Two seasons into the four-year, $57 million contract, Cruz has continued to play well. He’s hit 87 home runs and driven in 198 runs while hitting .287.
Perhaps the primary reason the Orioles refused to give Cruz a fourth year was his age, but at 36, he had a better offensive season than his excellent one with the Orioles in 2014.
Last year, the Orioles made an organizational change. They decided that in order to compete they had to be more aggressive with free agents.
A year ago, no one would have dreamed a seven-year, $161 million contract for Chris Davis was possible, or that they’d pay that much for a relief pitcher.
The Orioles still probably won’t win many bidding wars over free agents. The biggest ones they’ve signed during the Dan Duquette era have been their own (Davis, O’Day Adam Jones, J.J. Hardy, Matt Wieters) or those at a deep discount because there wasn’t a great market for them (Cruz, Ubaldo Jimenez, Yovani Gallardo and Pedro Alvarez).

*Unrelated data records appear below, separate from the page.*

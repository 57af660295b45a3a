//! Simple Random Core - Rust Engine
//!
//! Small, fast pseudo-random number generators with reproducible output,
//! mostly from George Marsaglia and Pierre L'Ecuyer.
//!
//! # Architecture
//!
//! - **bitmatrix**: GF(2) bit-column matrices, used for jump-ahead of the
//!   shift-register families
//! - **maths**: modular exponentiation and geometric series helpers
//! - **seed**: seed fragments and the limb-stream seeding protocol
//! - **generators**: the generator families
//! - **config**: runtime family selection and JSON configuration
//!
//! # Critical Invariants
//!
//! 1. All generator arithmetic is modulo 2^32 (or the family's modulus)
//! 2. Same seed → same sequence, on every platform
//! 3. Generators never hold a degenerate state; bad seeds are sanitized,
//!    never rejected
//!
//! # Example
//! ```
//! use simplerandom_core_rs::{Generator, JumpAhead, Kiss2, Seedable};
//!
//! let mut rng = Kiss2::seeded((12345u32, 67890u32));
//! let ahead: Vec<u32> = rng.clone().take(1000).collect();
//!
//! rng.jump_ahead(999);
//! assert_eq!(rng.advance(), ahead[999]);
//! ```

pub mod bitmatrix;
pub mod config;
pub mod error;
pub mod generators;
pub mod maths;
pub mod seed;

pub use bitmatrix::BitColumnMatrix;
pub use config::{AnyGenerator, Family, GeneratorConfig};
pub use error::RngError;
pub use generators::{
    Concatenated, Cong, Generator, JumpAhead, Kiss, Kiss1999, Kiss2, Lfib4, LfibTable, Lfsr113,
    Lfsr88, Mwc, Mwc1, Mwc2, Mwc64, MwcCombine, MwcVariant, Rotated, Seedable, Shr3, Swb,
    SwbState, SIMPLERANDOM_MAX, TABLE_LEN,
};
pub use seed::Seed;

// FFI module (when feature enabled)
#[cfg(feature = "pyo3")]
pub mod ffi;

#[cfg(feature = "pyo3")]
use pyo3::prelude::*;

#[cfg(feature = "pyo3")]
#[pymodule]
fn simplerandom_core_rs(m: &Bound<'_, PyModule>) -> PyResult<()> {
    ffi::register(m)
}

In Feb. 2014, it was a stretch for the Orioles to sign Jimenez for four years, and after his poor initial season, the team was reluctant to offer four years to another free agent pitcher, and that’s why they weren’t going after Miller.
Even now, the four-year barrier could be difficult to overcome if they’re trying to extend Chris Tillman.
The money for Miller and O’Day isn’t quite as comparable as it looks, either.
Miller’s contract is for four years at $9 million a season while $4 million of O’Day’s $31 million is deferred.
The Orioles are hoping that O’Day rebounds smartly from his painful 2016 season when he missed more than the year with hamstring and shoulder injuries.
His 2016 production lagged. In 34 games, O’Day was 3-1 with a 3.77 ERA. The ERA was more than half again as much as his previous high with the Orioles (2.28 in 2012).
The Orioles thought they were taking a good risk with O’Day, who hadn’t suffered any disabling injuries in his first four seasons with the team.
They were heartened by his last three regular season outings (2 2/3 perfect innings), and the sharp five-out performance in the wild-card game.
Miller would have been wonderful to have, and it’s great to see the inventive way Terry Francona has been using him, but the bullpen is hardly the Orioles’ weakness.
With O’Day, Brad Brach, Zach Britton and Mychal Givens, it’s one of the game’s best.
While having Miller as part of that bullpen would be great, but it just wasn’t possible—or realistic.